21. S. Guinchard et J. Buisson, Procédure pénale, Edition Litec, 1997.

2 – Des mesures réparatrices

Comme nous l’avons déjà dit, lorsque le procureur de la République décide de recourir au rappel à la loi, à l’orientation de l’auteur des faits vers une structure sanitaire, sociale ou professionnelle, à la demande de régularisation de la situation, à la demande de réparation du dommage ou à la médiation entre le délinquant et sa victime, il doit sincèrement penser qu’une telle mesure a toute les chances d’aboutir à la réparation du dommage causé à la victime, au reclassement de l’auteur des faits ou à la cessation du trouble résultant de l’infraction.

Le fait que ces objectifs soient expressément énoncés dans l’article 41-1 du Code de procédure pénale nous renseigne sur la nature à donner à ces mesures.

Toutes ces mesures, qui pourtant n’ont rien à voir entre elles, renferment en leur sein l’idée d’un dédommagement du préjudice par l’auteur et le rétablissement de l’équilibre détruit par le dommage.

Le but des mesures alternatives aux poursuites est de réparer un dommage et aider la personne à rester dans le droit chemin, non de punir un délinquant.

D’ailleurs, le fait que l’exécution de la mesure par l’auteur des faits aboutisse à un classement de l’affaire malgré que le délai de prescription de l’action publique continue à courir confirme la nature réparatrice des mesures alternatives aux poursuites.

Les effets des mesures de la "troisième voie"

Alors qu’il serait encore possible d’engager des poursuites à l’encontre de l’auteur des faits une fois les mesures appliquées, le procureur de la République estime que l’affaire a reçu la réponse pénale adéquate et qu’une mesure plus sévère n’aurait pas lieu d’être.

Il estime que les objectifs visés par la mesure ont été atteints. Les mesures de l’article 41-1 du Code de procédure pénale permettent aux victimes éventuelles une réparation plus rapide que si elles se constituent parties civiles au procès pénal tout en étant aussi efficace, voire même plus efficace parce que dans ce cas là l’auteur des faits a intérêt à bien exécuter la mesure s’il espère le classement de l’affaire, et donnent une chance à l’auteur des faits de réparer son erreur sans subir de condamnation.
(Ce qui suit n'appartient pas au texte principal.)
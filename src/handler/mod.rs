//! Handler — wraps the collapser in a request/response cycle with listeners.
//!
//! The collapser itself is a pure function. Everything around a call lives
//! here: pre-processing of the raw request (trimming), diagnostic logging,
//! and analytics. Those concerns are [`Listener`]s, injected into the
//! [`Handler`] in order:
//!
//! ```text
//! raw input ──▶ before(listener 1..n) ──▶ collapse ──▶ after(listener 1..n) ──▶ response
//! ```
//!
//! A handler is built once (normally from the resolved config with
//! [`Handler::from_config`]) and can then be shared by reference; it holds no
//! mutable state.

pub mod log;
pub mod protocol;
pub mod trim;

use std::time::Instant;

use anyhow::Result;

use crate::analytics::logger::AnalyticsListener;
use crate::collapse::{self, MIN_RUN_LENGTH};
use crate::config::CrushConfig;
use crate::config::schema::expand_home;

pub use log::LogListener;
pub use trim::TrimListener;

// ---------------------------------------------------------------------------
// Request / response
// ---------------------------------------------------------------------------

/// A collapse request as seen by the listeners.
#[derive(Debug, Clone, PartialEq, Eq)]
pub struct RequestData {
    /// The input exactly as supplied.
    pub raw: String,
    /// The input after pre-processing. This is what gets collapsed.
    pub preprocessed: String,
}

impl RequestData {
    pub fn new(raw: &str) -> Self {
        Self {
            raw: raw.to_string(),
            preprocessed: raw.to_string(),
        }
    }
}

/// The result of one collapse.
#[derive(Debug, Clone, PartialEq, Eq)]
pub struct ResponseData {
    /// The string that was collapsed (the pre-processed request).
    pub input: String,
    pub output: String,
    /// Threshold the collapse ran with.
    pub min_run: usize,
    /// Characters deleted from `input`.
    pub removed_chars: usize,
    /// Wall-clock time spent in the collapser (microseconds).
    pub duration_us: u64,
}

// ---------------------------------------------------------------------------
// Listener
// ---------------------------------------------------------------------------

/// A collaborator invoked around every collapse.
///
/// `before` may rewrite the request; `after` only observes. Both default to
/// doing nothing.
pub trait Listener: Send + Sync {
    fn name(&self) -> &'static str;

    fn before(&self, _request: &mut RequestData) {}

    fn after(&self, _request: &RequestData, _response: &ResponseData) {}
}

// ---------------------------------------------------------------------------
// Handler
// ---------------------------------------------------------------------------

pub struct Handler {
    min_run: usize,
    listeners: Vec<Box<dyn Listener>>,
}

impl Default for Handler {
    fn default() -> Self {
        Self::new(MIN_RUN_LENGTH)
    }
}

impl Handler {
    /// A handler with no listeners.
    pub fn new(min_run: usize) -> Self {
        Self {
            min_run: min_run.max(collapse::MIN_THRESHOLD),
            listeners: Vec::new(),
        }
    }

    /// Build the listener chain described by the config: logging, then
    /// trimming, then analytics.
    ///
    /// Logging comes first so that its `before` line records the request as
    /// received.
    pub fn from_config(config: &CrushConfig) -> Self {
        let mut handler = Self::new(config.collapse.min_run_length);

        if config.logging.enabled
            && let Some(path) = expand_home(&config.logging.path)
        {
            handler = handler.with_listener(Box::new(LogListener::new(path, config.logging.level)));
        }
        if config.preprocessing.trim {
            handler = handler.with_listener(Box::new(TrimListener));
        }
        if config.analytics.enabled
            && let Some(path) = expand_home(&config.analytics.path)
        {
            handler = handler.with_listener(Box::new(AnalyticsListener::new(path)));
        }

        handler
    }

    /// Append a listener to the end of the chain.
    pub fn with_listener(mut self, listener: Box<dyn Listener>) -> Self {
        self.listeners.push(listener);
        self
    }

    pub fn min_run(&self) -> usize {
        self.min_run
    }

    /// Names of the registered listeners, in invocation order.
    pub fn listener_names(&self) -> Vec<&'static str> {
        self.listeners.iter().map(|l| l.name()).collect()
    }

    /// Run one request through the listener chain and the collapser.
    ///
    /// An absent input is an error and never reaches the collapser. An empty
    /// input is valid and collapses to the empty string.
    pub fn handle(&self, raw: Option<&str>) -> Result<ResponseData> {
        let Some(raw) = raw else {
            anyhow::bail!("no input string supplied");
        };

        let mut request = RequestData::new(raw);
        for listener in &self.listeners {
            listener.before(&mut request);
        }

        let started = Instant::now();
        let output = collapse::collapse_runs_of(&request.preprocessed, self.min_run);
        let duration_us = u64::try_from(started.elapsed().as_micros()).unwrap_or(u64::MAX);

        let response = ResponseData {
            removed_chars: request
                .preprocessed
                .chars()
                .count()
                .saturating_sub(output.chars().count()),
            input: request.preprocessed.clone(),
            output,
            min_run: self.min_run,
            duration_us,
        };

        for listener in &self.listeners {
            listener.after(&request, &response);
        }

        Ok(response)
    }
}

// ---------------------------------------------------------------------------
// Tests
// ---------------------------------------------------------------------------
Tout semble fait pour que la rencontre entre l’auteur de faits de faible gravité et la justice ne soit pas traumatisante, que la victime ne soit pas oubliée et que la personne quitte la sphère judiciaire avec la sensation d’avoir eu la possibilité de réparer le dommage causé par son acte sans pour autant avoir été traitée comme un délinquant.
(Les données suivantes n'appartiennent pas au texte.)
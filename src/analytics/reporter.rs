//! Analytics reporter — aggregation behind `crush stats`.
//!
//! Reads the JSONL collapse log and provides overall totals plus a per-day
//! breakdown.

use std::collections::HashMap;
use std::path::Path;

use crate::analytics::logger::{self, CollapseLogEntry};

// ---------------------------------------------------------------------------
// Aggregated stats
// ---------------------------------------------------------------------------

/// Summary statistics for `crush stats`.
#[derive(Debug, Default)]
pub struct Stats {
    pub total_collapses: usize,
    pub total_input_chars: usize,
    pub total_output_chars: usize,
    /// Characters removed across all collapses, as a percentage of input.
    pub reduction_pct: f64,
    /// Non-empty inputs that collapsed to the empty string.
    pub fully_collapsed: usize,
    /// Inputs that had no qualifying run at all.
    pub unchanged: usize,
    pub longest_input: usize,
    pub avg_duration_us: f64,
    pub daily: Vec<DayEntry>,
}

/// Collapses recorded on one calendar day (UTC).
#[derive(Debug, Clone, PartialEq)]
pub struct DayEntry {
    pub date: String,
    pub collapses: usize,
    pub removed_chars: usize,
    pub reduction_pct: f64,
}

// ---------------------------------------------------------------------------
// Stats computation
// ---------------------------------------------------------------------------

/// Compute stats from the log at `path`, optionally filtered to the last
/// `days` days.
pub fn compute_stats(path: &Path, days: Option<u32>) -> Stats {
    let entries = logger::read_entries_since_days(path, days);
    build_stats(&entries)
}

pub fn build_stats(entries: &[CollapseLogEntry]) -> Stats {
    if entries.is_empty() {
        return Stats::default();
    }

    let total_collapses = entries.len();
    let total_input_chars: usize = entries.iter().map(|e| e.input_chars).sum();
    let total_output_chars: usize = entries.iter().map(|e| e.output_chars).sum();
    let total_duration_us: u64 = entries.iter().map(|e| e.duration_us).sum();

    Stats {
        total_collapses,
        total_input_chars,
        total_output_chars,
        reduction_pct: reduction_pct(total_input_chars, total_output_chars),
        fully_collapsed: entries.iter().filter(|e| e.fully_collapsed()).count(),
        unchanged: entries.iter().filter(|e| e.removed_chars == 0).count(),
        longest_input: entries.iter().map(|e| e.input_chars).max().unwrap_or(0),
        avg_duration_us: total_duration_us as f64 / total_collapses as f64,
        daily: compute_daily(entries),
    }
}

/// Group entries by date (the `YYYY-MM-DD` prefix of the timestamp), oldest
/// first.
fn compute_daily(entries: &[CollapseLogEntry]) -> Vec<DayEntry> {
    let mut groups: HashMap<&str, Vec<&CollapseLogEntry>> = HashMap::new();
    for entry in entries {
        let date = entry.timestamp.get(..10).unwrap_or("unknown");
        groups.entry(date).or_default().push(entry);
    }

    let mut daily: Vec<DayEntry> = groups
        .into_iter()
        .map(|(date, group)| {
            let input: usize = group.iter().map(|e| e.input_chars).sum();
            let output: usize = group.iter().map(|e| e.output_chars).sum();
            DayEntry {
                date: date.to_string(),
                collapses: group.len(),
                removed_chars: group.iter().map(|e| e.removed_chars).sum(),
                reduction_pct: reduction_pct(input, output),
            }
        })
        .collect();

    daily.sort_by(|a, b| a.date.cmp(&b.date));
    daily
}

fn reduction_pct(input: usize, output: usize) -> f64 {
    if input == 0 {
        0.0
    } else {
        (input.saturating_sub(output) as f64 / input as f64) * 100.0
    }
}

// ---------------------------------------------------------------------------
// Tests
// ---------------------------------------------------------------------------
Comme nous pouvons le constater, la dimension pédagogique dans les mesures alternatives aux poursuites est très présente.
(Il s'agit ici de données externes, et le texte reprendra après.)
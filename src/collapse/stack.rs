//! Single-pass run-length stack.
//!
//! The stack holds the collapsed form of the prefix consumed so far, one
//! entry per run. Only the top entry can still grow. Every entry below the top
//! is shorter than the threshold, because a run is checked the moment it is
//! closed by a different character (or by the end of input) and popped if it
//! qualifies. Popping can make the new top adjacent to the incoming
//! character, which then simply extends it.
//!
//! A run is popped when it is closed, not when its count first reaches the
//! threshold, so a run of four or more goes away in one piece.

use super::MIN_THRESHOLD;

// ---------------------------------------------------------------------------
// Stack entry
// ---------------------------------------------------------------------------

#[derive(Debug, Clone, Copy)]
struct Entry {
    ch: char,
    count: usize,
}

// ---------------------------------------------------------------------------
// Public API
// ---------------------------------------------------------------------------

/// Collapse `text`, deleting every maximal run of at least `min_run`
/// identical characters until none is left.
///
/// `min_run` values below 2 are treated as 2.
pub fn collapse_runs_of(text: &str, min_run: usize) -> String {
    let min_run = min_run.max(MIN_THRESHOLD);
    let mut stack: Vec<Entry> = Vec::new();

    for ch in text.chars() {
        if let Some(top) = stack.last_mut()
            && top.ch == ch
        {
            top.count += 1;
            continue;
        }

        // `ch` closes the top run.
        close_top(&mut stack, min_run);

        if let Some(top) = stack.last_mut()
            && top.ch == ch
        {
            top.count += 1;
        } else {
            stack.push(Entry { ch, count: 1 });
        }
    }

    close_top(&mut stack, min_run);

    let mut result = String::with_capacity(text.len());
    for entry in &stack {
        result.extend(std::iter::repeat_n(entry.ch, entry.count));
    }
    result
}

/// Pop the top entry if it is long enough to be deleted.
fn close_top(stack: &mut Vec<Entry>, min_run: usize) {
    if stack.last().is_some_and(|top| top.count >= min_run) {
        stack.pop();
    }
}

// ---------------------------------------------------------------------------
// Tests
// ---------------------------------------------------------------------------

#[cfg(test)]
mod tests {
    use super::*;

    #[test]
    fn removes_run_exposed_by_deletion() {
        assert_eq!(collapse_runs_of("aabcccbbad", 3), "d");
    }

    #[test]
    fn removes_long_run_entirely() {
        assert_eq!(collapse_runs_of("aaaa", 3), "");
        assert_eq!(collapse_runs_of("baaaaaab", 3), "bb");
    }

    #[test]
    fn keeps_input_without_runs() {
        assert_eq!(collapse_runs_of("abc", 3), "abc");
        assert_eq!(collapse_runs_of("aabbaa", 3), "aabbaa");
    }

    #[test]
    fn independent_runs_at_threshold() {
        assert_eq!(collapse_runs_of("aaabbbccc", 3), "");
    }

    #[test]
    fn leading_run_does_not_cascade_further() {
        assert_eq!(collapse_runs_of("aaabccba", 3), "bccba");
    }

    #[test]
    fn merged_run_keeps_growing_before_removal() {
        // "bbb" goes, the a's join into "aaaa", which goes in one piece.
        assert_eq!(collapse_runs_of("abbbaaa", 3), "");
    }

    #[test]
    fn threshold_of_two() {
        assert_eq!(collapse_runs_of("abba", 2), "");
        assert_eq!(collapse_runs_of("abcab", 2), "abcab");
    }

    #[test]
    fn threshold_below_two_is_clamped() {
        assert_eq!(collapse_runs_of("abba", 1), "");
        assert_eq!(collapse_runs_of("abc", 0), "abc");
    }

    #[test]
    fn larger_threshold_keeps_shorter_runs() {
        assert_eq!(collapse_runs_of("aaabbbb", 4), "aaa");
    }

    #[test]
    fn non_alphabet_characters_compare_by_equality() {
        assert_eq!(collapse_runs_of("x!!!y", 3), "xy");
        assert_eq!(collapse_runs_of("a   b", 3), "ab");
        assert_eq!(collapse_runs_of("zééézz", 3), "");
    }
}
Le rôle de ces mesures est de faire prendre conscience à l’auteur des faits de l’erreur de sa conduite et de permettre la réparation du dommage dans des affaires de peu de gravité qui donnaient bien trop souvent lieu à un classement « sec » de la part du procureur de la République, y étant contraint par manque de temps.

Pour résumer notre pensée nous pourrions rebaptiser les mesures alternatives aux poursuites, à la manière des professeurs Guinchard et Buisson, d’« alternatives réparatrices »22.

22. S. Guinchard et J. Buisson, Procédure pénale, Edition Litec, 1997.

Au regard de ce que nous venons de développer, nous cernons mieux pourquoi les mesures alternatives aux poursuites ont été qualifiées de mesures de « troisième voie ».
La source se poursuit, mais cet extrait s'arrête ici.